There’s been a lot of talk about how well-funded collective actions are driving up the price of liability insurance, particularly for directors in corporate settings. Furthermore, one of the ways to address this issue seems to be increased regulation and more stringent disclosure requirements. But is this an accurate representation of the facts? Andrew Saker, Managing Director & CEO of Omni Bridgeway doesn’t think so. Omni Bridgeway details that oft-repeated warnings of a sudden glut of frivolous class-action suits are not grounded in reality. No funder wants to bankroll a losing case, nor is it in anyone’s best interest to clog court dockets with cases that lack merit. This holds true among most types of collective actions, including shareholder class actions. It is true that Director & Operator insurance premiums have increased in recent years. But is that due solely, or even mostly, to funded class action cases? Saker breaks down these facetious arguments one by one:
  • There has not been a steep rise in shareholder class actions.

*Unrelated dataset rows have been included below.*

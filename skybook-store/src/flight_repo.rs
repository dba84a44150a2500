use async_trait::async_trait;
use chrono::{DateTime, Utc};
use sqlx::{Pool, Sqlite};
use uuid::Uuid;

use skybook_core::repository::{FlightRepository, StoreResult};
use skybook_core::Flight;

use crate::map_sqlx_err;

pub struct SqliteFlightRepository {
    pool: Pool<Sqlite>,
}

impl SqliteFlightRepository {
    pub fn new(pool: Pool<Sqlite>) -> Self {
        Self { pool }
    }

    /// Flights are read-only to the reservation service; this exists for
    /// schedule loaders and the test suites.
    pub async fn seed(&self, flight: &Flight) -> StoreResult<()> {
        sqlx::query(
            r#"
            INSERT INTO flights (id, flight_number, origin, destination, scheduled_departure, price)
            VALUES ($1, $2, $3, $4, $5, $6)
            "#,
        )
        .bind(flight.id)
        .bind(&flight.flight_number)
        .bind(&flight.origin)
        .bind(&flight.destination)
        .bind(flight.scheduled_departure)
        .bind(flight.price)
        .execute(&self.pool)
        .await
        .map_err(map_sqlx_err)?;

        Ok(())
    }
}

#[derive(sqlx::FromRow)]
struct FlightRow {
    id: Uuid,
    flight_number: String,
    origin: String,
    destination: String,
    scheduled_departure: DateTime<Utc>,
    price: f64,
}

impl FlightRow {
    fn into_domain(self) -> Flight {
        Flight {
            id: self.id,
            flight_number: self.flight_number,
            origin: self.origin,
            destination: self.destination,
            scheduled_departure: self.scheduled_departure,
            price: self.price,
        }
    }
}

const SELECT_COLUMNS: &str =
    "SELECT id, flight_number, origin, destination, scheduled_departure, price FROM flights";

#[async_trait]
impl FlightRepository for SqliteFlightRepository {
    async fn find_by_number(&self, flight_number: &str) -> StoreResult<Option<Flight>> {
        let row = sqlx::query_as::<_, FlightRow>(&format!(
            "{SELECT_COLUMNS} WHERE flight_number = $1"
        ))
        .bind(flight_number)
        .fetch_optional(&self.pool)
        .await
        .map_err(map_sqlx_err)?;

        Ok(row.map(FlightRow::into_domain))
    }

    async fn find_by_id(&self, id: Uuid) -> StoreResult<Option<Flight>> {
        let row = sqlx::query_as::<_, FlightRow>(&format!("{SELECT_COLUMNS} WHERE id = $1"))
            .bind(id)
            .fetch_optional(&self.pool)
            .await
            .map_err(map_sqlx_err)?;

        Ok(row.map(FlightRow::into_domain))
    }
}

In fact, according to KWM, there’s been a decrease since 2017.
  • Opportunistic class actions, a common boogeyman argument, do not exist. When the Treasury Department and the AG’s Department were asked to show a real-world example of an opportunistic class action—they produced nothing.
  • Costs of D&O insurance are rising globally, not just in jurisdictions where funding is common. In truth, there’s more risk in the world than ever for businesses—owing largely to cybersecurity concerns, and factors relating to climate and the pandemic.
  • There may not be any causative link between shareholder class actions and D&O premiums. Arguments to the contrary are increasingly difficult to defend.
One likely explanation for rising premiums may be years of underpricing. Correcting this is causing higher prices, and insurers are looking for someone, anyone to blame. And who better than a newer industry that many people don’t yet understand?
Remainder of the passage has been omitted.